### Exercise goal
Please give the count of lines below with the string "CompilerKind" in them, and no other words.

Saved entries:
———
//! External build toolchain.
//!
//! The [`Toolchain`] trait is the seam between the build driver and whatever
//! actually compiles the library. [`CMake`] is the production implementation.
//! This module also detects the host compiler so that profiles may leave the
//! `compiler` setting out.

mod cmake;
pub mod types;

pub use cmake::CMake;
pub use types::{BuildStep, ConfigureStep, ToolchainError};

use std::process::Command;

use crate::settings::{Compiler, CompilerKind};

/// Configure-then-build interface to an external toolchain.
pub trait Toolchain {
    fn configure(&mut self, step: &ConfigureStep) -> Result<(), ToolchainError>;
    fn build(&mut self, step: &BuildStep) -> Result<(), ToolchainError>;
}

/// Detect the host C++ compiler, honouring a preferred family first.
///
/// MSVC is never detected here; Windows profiles name it explicitly.
pub fn detect_compiler(preferred: Option<CompilerKind>) -> Option<Compiler> {
    let candidates = match preferred {
        Some(CompilerKind::Clang) | Some(CompilerKind::AppleClang) => {
            vec![("clang", CompilerKind::Clang), ("gcc", CompilerKind::Gcc)]
        }
        _ => vec![("gcc", CompilerKind::Gcc), ("clang", CompilerKind::Clang)],
    };

    for (cmd, mut kind) in candidates {
        let Ok(output) = Command::new(cmd).arg("--version").output() else {
            continue;
        };
        if !output.status.success() {
            continue;
        }

        let banner = String::from_utf8_lossy(&output.stdout).to_string();
        if banner.contains("Apple clang") {
            kind = CompilerKind::AppleClang;
        } else if kind == CompilerKind::Gcc && banner.contains("clang") {
            // macOS ships `gcc` as an alias for clang
            kind = CompilerKind::Clang;
        }

        let compiler = Compiler::new(kind);
        return Some(match major_version(cmd) {
            Some(v) => compiler.with_version(v),
            None => compiler,
        });
    }

    None
}

fn major_version(cmd: &str) -> Option<String> {
    let output = Command::new(cmd).arg("-dumpversion").output().ok()?;
    parse_major(&String::from_utf8_lossy(&output.stdout))
}

fn parse_major(dumpversion: &str) -> Option<String> {
    let major = dumpversion.trim().split('.').next()?;
    if !major.is_empty() && major.chars().all(|c| c.is_ascii_digit()) {
        Some(major.to_string())
    } else {
        None
    }
}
———
### Solution
8